Earlier, Obama delivered the eulogy in Our Lady of Perpetual Help Church, packed with row upon row of mourners - including former presidents George W. Bush, Bill Clinton and Jimmy Carter.
"He was given a gift of time that his brothers were not. And he used that time to touch as many lives and right as many wrongs as the years would allow," Obama said in remarks that also gently made mention of Kennedy's "personal failings and setbacks."
As a member of the Senate, Kennedy was a "veritable force of nature," the president said. But more than that, he was the "baby of the family who became its patriarch, the restless dreamer who became its rock."
One of Kennedy's sons, Patrick, wept quietly as another, Teddy Jr., spoke from the pulpit. Teddy Jr. recalled the day years ago, shortly after losing a leg to cancer, that he slipped walking up an icy driveway as he headed out to go sledding. "I started to cry and I said, `I'll never be able to climb up that hill.'"

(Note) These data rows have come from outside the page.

//! CSV serialization and the single overwrite of the destination blob.

use tracing::{error, info};

use crate::contract::{NewBlob, UploadedBlob, Uploader};
use crate::error::SyncError;
use crate::table::Table;

/// Fixed name of the object the combined table is written to.
pub const DESTINATION_BLOB_NAME: &str = "Latest_BOMS.csv";
pub const CSV_CONTENT_TYPE: &str = "text/csv; charset=utf-8";

/// Header line, then one `\n`-terminated line per record. Missing values
/// are empty fields; fields are quoted only when they need to be.
pub fn to_csv(table: &Table) -> Result<String, SyncError> {
    let mut writer = csv::WriterBuilder::new()
        .terminator(csv::Terminator::Any(b'\n'))
        .from_writer(Vec::new());
    writer.write_record(&table.columns)?;
    for record in &table.records {
        writer.write_record(record.iter().map(|value| value.as_deref().unwrap_or("")))?;
    }
    let bytes = writer
        .into_inner()
        .map_err(|e| SyncError::Csv(e.into_error().into()))?;
    String::from_utf8(bytes)
        .map_err(|e| SyncError::Csv(std::io::Error::new(std::io::ErrorKind::InvalidData, e).into()))
}

/// Writes the table as CSV to `container/Latest_BOMS.csv`, replacing any
/// previous content.
pub async fn publish<U>(
    uploader: &U,
    container: Option<&str>,
    table: &Table,
) -> Result<UploadedBlob, SyncError>
where
    U: Uploader + ?Sized,
{
    let container = container
        .filter(|name| !name.is_empty())
        .ok_or_else(|| SyncError::Config("Environment variable BLOB_CONTAINER_NAME is not set".to_string()))?;

    let content = to_csv(table)?;
    info!(
        container,
        blob = DESTINATION_BLOB_NAME,
        bytes = content.len(),
        records = table.len(),
        "[PUBLISH] Uploading combined table"
    );

    let request = NewBlob {
        container: container.to_string(),
        name: DESTINATION_BLOB_NAME.to_string(),
        content_type: CSV_CONTENT_TYPE.to_string(),
        content,
    };
    match uploader.upload_blob(request).await {
        Ok(uploaded) => {
            info!(container, blob = %uploaded.name, etag = ?uploaded.etag, "[PUBLISH] Upload succeeded");
            Ok(uploaded)
        }
        Err(e) => {
            error!(container, blob = DESTINATION_BLOB_NAME, error = %e, "[PUBLISH][ERROR] Upload failed");
            Err(SyncError::Storage(e))
        }
    }
}

#[cfg(test)]
mod tests {
    use super::*;

    #[test]
    fn csv_has_header_and_no_index_column() {
        let mut table = Table::new(vec!["assembly".into(), "description".into(), "qty".into()]);
        table.push_record(vec![Some("A1".into()), Some("Widget".into()), Some("5".into())]);
        table.push_record(vec![Some("A2".into()), None, Some("3".into())]);

        assert_eq!(
            to_csv(&table).unwrap(),
            "assembly,description,qty\nA1,Widget,5\nA2,,3\n"
        );
    }

    #[test]
    fn fields_with_commas_and_quotes_are_quoted() {
        let mut table = Table::new(vec!["assembly".into(), "description".into()]);
        table.push_record(vec![Some("A1".into()), Some("Bolt, \"hex\"".into())]);

        assert_eq!(
            to_csv(&table).unwrap(),
            "assembly,description\nA1,\"Bolt, \"\"hex\"\"\"\n"
        );
    }
}
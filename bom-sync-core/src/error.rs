use thiserror::Error;

use crate::contract::BoxError;
use crate::xlsx::XlsxError;

/// Every way a run can fail. The request handler turns all of them into
/// the same 500 response; the kind is kept for logs and tests.
#[derive(Debug, Error)]
pub enum SyncError {
    #[error("{0}")]
    Config(String),

    #[error("Smartsheet request failed: {0}")]
    Upstream(BoxError),

    #[error("Failed to read attachment '{name}': {source}")]
    Parse { name: String, source: XlsxError },

    #[error("Failed to write CSV: {0}")]
    Csv(#[from] csv::Error),

    #[error("Blob upload failed: {0}")]
    Storage(BoxError),
}

impl SyncError {
    pub fn kind(&self) -> &'static str {
        match self {
            SyncError::Config(_) => "config",
            SyncError::Upstream(_) => "upstream",
            SyncError::Parse { .. } => "parse",
            SyncError::Csv(_) => "csv",
            SyncError::Storage(_) => "storage",
        }
    }
}
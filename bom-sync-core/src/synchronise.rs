//! High-level pipeline: enumerate → extract → transform → publish.
//!
//! One call to [`synchronise`] performs a complete run for one sheet:
//!   - lists the sheet's rows and, per row, its workbook attachments
//!   - downloads each workbook and keeps the tabs carrying BOM columns
//!   - unions the kept tabs and derives `Formatted PON`
//!   - overwrites `Latest_BOMS.csv` in the configured container
//!
//! The run is fail-fast: the first error from any stage is returned as a
//! [`SyncError`] and nothing after it runs. When no tab qualifies, nothing
//! is uploaded and the run still succeeds.
//!
//! Both remote services are injected ([`SheetSource`], [`Uploader`]), so the
//! whole pipeline runs against mocks in tests.

use tracing::{error, info};

use crate::contract::{SheetSource, UploadedBlob, Uploader};
use crate::enumerate::collect_spreadsheet_attachments;
use crate::error::SyncError;
use crate::extract::extract_tables;
use crate::publish::publish;
use crate::transform::{concat_tables, derive_formatted_pon};

/// Settings for one run, resolved from configuration.
#[derive(Debug, Clone, PartialEq)]
pub struct SynchroniseConfig {
    pub sheet_id: i64,
    /// Only needed when there is something to upload.
    pub container: Option<String>,
}

/// Outcome of a successful run.
#[derive(Debug, Clone, PartialEq)]
pub struct SynchroniseReport {
    pub rows_scanned: usize,
    pub attachments_matched: usize,
    pub tables_kept: usize,
    pub records_written: usize,
    /// `None` when nothing qualified and the upload was skipped.
    pub uploaded: Option<UploadedBlob>,
}

pub async fn synchronise<S, U>(
    config: &SynchroniseConfig,
    source: &S,
    uploader: &U,
) -> Result<SynchroniseReport, SyncError>
where
    S: SheetSource + ?Sized,
    U: Uploader + ?Sized,
{
    info!(sheet_id = config.sheet_id, "[SYNC] Starting synchronisation");

    let listing = collect_spreadsheet_attachments(source, config.sheet_id).await?;
    info!(
        rows = listing.rows_scanned,
        attachments = listing.attachments.len(),
        "[SYNC] Enumeration finished"
    );

    let tables = extract_tables(source, config.sheet_id, &listing.attachments).await?;
    let tables_kept = tables.len();

    if tables.is_empty() {
        info!("[SYNC] No data frames were created. Please check if there are any attachments to process.");
        return Ok(SynchroniseReport {
            rows_scanned: listing.rows_scanned,
            attachments_matched: listing.attachments.len(),
            tables_kept,
            records_written: 0,
            uploaded: None,
        });
    }

    let mut combined = concat_tables(tables);
    derive_formatted_pon(&mut combined);
    info!(
        records = combined.len(),
        columns = combined.columns.len(),
        "[SYNC] Combined table built"
    );

    let uploaded = publish(uploader, config.container.as_deref(), &combined)
        .await
        .inspect_err(|e| error!(kind = e.kind(), error = %e, "[SYNC][ERROR] Publish step failed"))?;
    info!("[SYNC] Data processed and uploaded to blob storage");

    Ok(SynchroniseReport {
        rows_scanned: listing.rows_scanned,
        attachments_matched: listing.attachments.len(),
        tables_kept,
        records_written: combined.len(),
        uploaded: Some(uploaded),
    })
}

"And he lifted me up in his strong, gentle arms and said something I will never forget. He said, `I know you can do it. There is nothing that you can't do.'"
Kennedy's freshly excavated gravesite was on a gently sloping Virginia hillside, flanked by a pair of maple trees. His brother Robert, killed in 1968 while running for president, lies 100 feet away. It is another 100 feet to the eternal flame that has burned since 1963 for John F. Kennedy, president when he was assassinated.
Saturday's events marked the end of four days of public and private mourning meant to emphasize Kennedy's 47 years in the Senate from Massachusetts, his standing as the foremost liberal Democrat of the late 20th century yet a legislator who courted compromise with Republicans, a family man and last heir to a dynasty that began in the years after World War II.